The Supreme Court’s Romag opinion may have little impact in the courts already evaluating willfulness as a consideration in determining whether an award of profits is appropriate and doing so within their broad discretion, but will transform the assessment in circuits previously applying a strict “willfulness” rule, which include two of the most popular venues for trademark litigation – the Second and Ninth Circuits. Although the willfulness consideration remains an important one in the accounting of profits analysis, the Supreme Court’s decision makes it easier for plaintiffs to recover profits in those jurisdictions, which may increase the number of trademark lawsuits initiated in those circuits. But whether the possibility of a substantial profits award will embolden plaintiffs either to file lawsuits when they otherwise may not have or to become more stubborn in settlement negotiations remains to be seen.

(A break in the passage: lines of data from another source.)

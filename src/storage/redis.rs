// src/storage/redis.rs

use async_trait::async_trait;
use redis::{aio::ConnectionManager, AsyncCommands, Client, Script};
use std::fmt;
use std::sync::Arc;
use tracing::{debug, trace};

use crate::clock::{Clock, SystemClock};
use crate::config::RedisConfig;
use crate::error::{RateLimiterError, Result, StorageError};
use crate::rate::{Rate, Transition};
use crate::resilience::ExponentialBackoff;
use crate::storage::{Mutation, StorageBackend};

// Writes ARGV[3] only if the key still holds ARGV[2] (or is still missing
// when ARGV[1] is "1"). Returns 1 on success, 0 when another writer got there
// first.
const COMPARE_AND_SET: &str = r#"
local current = redis.call('GET', KEYS[1])
if ARGV[1] == '1' then
    if current then
        return 0
    end
elseif current ~= ARGV[2] then
    return 0
end
redis.call('SET', KEYS[1], ARGV[3], 'PX', ARGV[4])
return 1
"#;

/// Redis backend.
///
/// Rates are stored as JSON documents. Updates are optimistic: read the raw
/// value, run the mutation, then compare-and-set through a Lua script. A
/// conflicting write makes the update start over after a backoff; running out
/// of attempts is reported as [`RateLimiterError::RaceLoss`].
pub struct RedisStorage {
    connection: ConnectionManager,
    compare_and_set: Arc<Script>,
    clock: Arc<dyn Clock>,
    config: RedisConfig,
}

// Manually implement Debug
impl fmt::Debug for RedisStorage {
    fn fmt(&self, f: &mut fmt::Formatter<'_>) -> fmt::Result {
        f.debug_struct("RedisStorage")
            .field("url", &self.config.url)
            .field("key_ttl_grace", &self.config.key_ttl_grace)
            .finish()
    }
}

// Manually implement Clone
impl Clone for RedisStorage {
    fn clone(&self) -> Self {
        Self {
            connection: self.connection.clone(),
            compare_and_set: Arc::clone(&self.compare_and_set),
            clock: Arc::clone(&self.clock),
            config: self.config.clone(),
        }
    }
}

impl RedisStorage {
    /// Creates a new Redis storage with the given configuration
    pub async fn new(config: RedisConfig) -> Result<Self> {
        // Open the client - this doesn't actually connect to Redis yet
        let client = Client::open(config.url.as_str())
            .map_err(|e| RateLimiterError::Storage(StorageError::RedisConnection(e.to_string())))?;

        let connection_future = ConnectionManager::new(client);

        // Apply the connection timeout using tokio::time::timeout
        let connection = match tokio::time::timeout(config.connection_timeout, connection_future)
            .await
        {
            Ok(result) => result.map_err(|e| {
                RateLimiterError::Storage(StorageError::RedisConnection(e.to_string()))
            })?,
            Err(_) => {
                return Err(RateLimiterError::BackendUnavailable(format!(
                    "Connection to Redis at {} timed out after {:?}",
                    config.url, config.connection_timeout
                )));
            }
        };

        Ok(Self {
            connection,
            compare_and_set: Arc::new(Script::new(COMPARE_AND_SET)),
            clock: Arc::new(SystemClock),
            config,
        })
    }

    /// Replaces the clock used to compute key expiry
    pub fn with_clock(mut self, clock: Arc<dyn Clock>) -> Self {
        self.clock = clock;
        self
    }

    /// Ping Redis to check health with timeout
    pub async fn ping(&self) -> Result<()> {
        let mut conn = self.connection.clone();
        let ping_future = redis::AsyncCommands::ping::<String>(&mut conn);

        let result = match tokio::time::timeout(self.config.connection_timeout, ping_future).await {
            Ok(inner_result) => inner_result?,
            Err(_) => {
                return Err(RateLimiterError::BackendUnavailable(format!(
                    "Redis PING operation timed out after {:?}",
                    self.config.connection_timeout
                )));
            }
        };

        if result == "PONG" {
            Ok(())
        } else {
            Err(RateLimiterError::Storage(StorageError::RedisCommand(
                format!("Unexpected response from Redis PING: {}", result),
            )))
        }
    }

    /// Removes a key; used to isolate tests and benchmark runs
    pub async fn delete(&self, key: &str) -> Result<bool> {
        let mut conn = self.connection.clone();
        let removed: i64 = conn.del(key).await?;
        Ok(removed > 0)
    }

    /// Writes raw bytes under a key, bypassing the codec
    pub async fn put_raw(&self, key: &str, value: &[u8]) -> Result<()> {
        let mut conn = self.connection.clone();
        let _: () = conn.set(key, value).await?;
        Ok(())
    }

    // Keys outlive their window by the configured grace, then Redis drops them
    fn ttl_millis(&self, rate: &Rate) -> u64 {
        let now = self.clock.now_millis();
        rate.reset_after_millis(now).max(1) + self.config.key_ttl_grace.as_millis() as u64
    }

    async fn get_raw(&self, key: &str) -> Result<Option<Vec<u8>>> {
        let mut conn = self.connection.clone();
        let value: Option<Vec<u8>> = conn.get(key).await?;
        Ok(value)
    }

    async fn try_swap(&self, key: &str, expected: Option<&[u8]>, new: &[u8], ttl: u64) -> Result<bool> {
        let mut conn = self.connection.clone();
        let swapped: i64 = self
            .compare_and_set
            .key(key)
            .arg(if expected.is_none() { "1" } else { "0" })
            .arg(expected.unwrap_or_default())
            .arg(new)
            .arg(ttl)
            .invoke_async(&mut conn)
            .await?;
        Ok(swapped == 1)
    }
}

#[async_trait]
impl StorageBackend for RedisStorage {
    type Config = RedisConfig;

    async fn new(config: Self::Config) -> Result<Self> {
        Self::new(config).await
    }

    async fn load(&self, key: &str) -> Result<Option<Rate>> {
        match self.get_raw(key).await? {
            Some(bytes) => Ok(Some(Rate::decode(key, &bytes)?)),
            None => Ok(None),
        }
    }

    async fn save(&self, rate: &Rate) -> Result<()> {
        let value = rate.encode()?;
        let ttl = self.ttl_millis(rate);
        let mut conn = self.connection.clone();
        let _: () = redis::cmd("SET")
            .arg(&rate.key)
            .arg(value)
            .arg("PX")
            .arg(ttl)
            .query_async(&mut conn)
            .await?;
        Ok(())
    }

    async fn update(&self, key: &str, mutate: Mutation<'_>) -> Result<Transition> {
        let mut backoff = ExponentialBackoff::new(self.config.cas_retry.clone());
        let mut attempts = 0;

        loop {
            attempts += 1;

            let raw = self.get_raw(key).await?;
            let current = match raw.as_deref() {
                Some(bytes) => Some(Rate::decode(key, bytes)?),
                None => None,
            };

            let transition = mutate(current);
            let encoded = transition.rate.encode()?;
            let ttl = self.ttl_millis(&transition.rate);

            if self.try_swap(key, raw.as_deref(), &encoded, ttl).await? {
                trace!(key = key, attempts = attempts, "Compare-and-set succeeded");
                return Ok(transition);
            }

            match backoff.next_backoff() {
                Some(delay) => {
                    debug!(key = key, attempt = attempts, ?delay, "Compare-and-set conflict, retrying");
                    tokio::time::sleep(delay).await;
                }
                None => {
                    return Err(RateLimiterError::RaceLoss {
                        key: key.to_string(),
                        attempts,
                    });
                }
            }
        }
    }

    fn name(&self) -> &'static str {
        "redis"
    }
}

This decision also appears to follow an emerging textualism trend in intellectual property cases, with the Court relying on strict statutory construction while indicating that policy decisions are best left to Congress. As Justice Gorsuch explained, “the place for reconciling competing and incommensurable policy goals like these is before policymakers. This Court’s limited role is to read and apply the law those policymakers have ordained . . ..” See also Fourth Estate Public Benefit Corp. v. Wall-Street.com, LLC, 139 S. Ct. 881, 892 (2019) (“True, the statutory scheme has not worked as Congress likely envisioned. . . . Unfortunate as the current administrative lag may be, that factor does not allow us to revise § 411(a)’s congressionally composed text.”).

Overall, the Romag decision harmonizes an issue of significance across the circuits, potentially eliminating forum shopping and providing predictability to all litigants. The decision also extends to all Lanham Act cases rather than just trademark cases, including those addressing false advertising and other unfair competition claims.